Hacía un día precioso, claro y frío. La Toscana resplandecía bajo ese sol del último día del año. Cogimos un tren hacia Siena. No parábamos de hablar, él con su acento cantarín y yo con un poco de tristeza. Hablábamos de todo, de arte, de arquitectura, de música, de libros. Parece que se nos acababa el tiempo y teníamos que estar todo el tiempo diciendonos cosas, mirandonos y tocandonos.

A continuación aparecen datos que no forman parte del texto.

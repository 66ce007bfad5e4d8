//! Shared error types for the coverage engine

use std::path::PathBuf;
use thiserror::Error;

/// Maximum source size the parser accepts, in bytes.
pub const MAX_SOURCE_BYTES: usize = 1024 * 1024;

/// Main error type for covmap operations
#[derive(Debug, Error)]
pub enum Error {
    /// Bad include/exclude pattern, report directory, or option value
    #[error("Configuration error: {0}")]
    Configuration(String),

    /// Input exceeds the parser's size cap
    #[error("Source too large: {file} is {size} bytes (limit {limit})")]
    SourceTooLarge {
        file: PathBuf,
        size: usize,
        limit: usize,
    },

    /// Parser wall-clock budget exhausted
    #[error("Parse timeout in {file} after {elapsed_ms} ms")]
    ParseTimeout { file: PathBuf, elapsed_ms: u64 },

    /// Syntax or semantic error from the Lua parser
    #[error("Parse error in {file}:{line}:{column}: {message}")]
    Parse {
        file: PathBuf,
        line: u32,
        column: u32,
        message: String,
    },

    /// Transformer invariant violation; fatal for the file only
    #[error("Instrumentation error in {file}: {message}")]
    Instrumentation { file: PathBuf, message: String },

    /// Read, compile, or execute failure while loading a module
    #[error("Load error for {file}: {message}")]
    Load { file: PathBuf, message: String },

    /// API call while the controller is inactive
    #[error("Coverage has not been started")]
    NotStarted,

    /// I/O failure or data inconsistency while generating a report
    #[error("Report error ({format}): {message}")]
    Report { format: String, message: String },

    /// Internal failure inside the assertion hook; never alters test outcomes
    #[error("Assertion hook error: {0}")]
    AssertionHook(String),

    /// IO errors
    #[error(transparent)]
    Io(#[from] std::io::Error),

    /// JSON errors
    #[error(transparent)]
    Json(#[from] serde_json::Error),

    /// Glob pattern errors
    #[error(transparent)]
    Pattern(#[from] glob::PatternError),

    /// Errors surfaced by the embedded Lua runtime
    #[error(transparent)]
    Lua(#[from] mlua::Error),
}

impl Error {
    /// Create a parse error with location
    pub fn parse(
        file: impl Into<PathBuf>,
        line: u32,
        column: u32,
        message: impl Into<String>,
    ) -> Self {
        Self::Parse {
            file: file.into(),
            line,
            column,
            message: message.into(),
        }
    }

    /// Create an instrumentation error for a file
    pub fn instrumentation(file: impl Into<PathBuf>, message: impl Into<String>) -> Self {
        Self::Instrumentation {
            file: file.into(),
            message: message.into(),
        }
    }

    /// Create a load error for a file
    pub fn load(file: impl Into<PathBuf>, message: impl Into<String>) -> Self {
        Self::Load {
            file: file.into(),
            message: message.into(),
        }
    }

    /// Create a report error for a format
    pub fn report(format: impl Into<String>, message: impl Into<String>) -> Self {
        Self::Report {
            format: format.into(),
            message: message.into(),
        }
    }

    /// True for parser failures the loader recovers from by falling
    /// through to the next searcher.
    pub fn is_recoverable_parse_failure(&self) -> bool {
        matches!(
            self,
            Self::SourceTooLarge { .. } | Self::ParseTimeout { .. } | Self::Parse { .. }
        )
    }
}

/// Result type alias using our error type
pub type Result<T> = std::result::Result<T, Error>;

Bajamos del tren en Siena, pero podía haber sido cualquier otro sitio, San Giminiano, Pisa, ... Deambulamos por las calles, estrechas y con fachadas encaladas en preciosos colores deslavados, la plaza del palio, pequeños rincones, cafés típicos, gente contenta deseandose feliz año nuevo, Auguri! mientras seguiamos hablando y tocandonos y mirandonos.
Nos compramos un panetone de chocolate, tomamos varios cafés, subimos a la torre del Duomo, desde donde se veía toda Siena, tan bonita bajo la luz de Diciembre, con un aire que cortaba la cara, entramos en varios museos, uno de ellos con arte escandinavo, fotos de playas del mar del norte, frías y oscuras. Él miraba las fotos, yo le miraba a él, intentando grabarme en la memoria sus formas, su olor, el tono de su voz, que sabía que iba a añorar el resto de mi vida. Y los añoro, a él y a la luz de la Toscana, cada vez que es Nochevieja.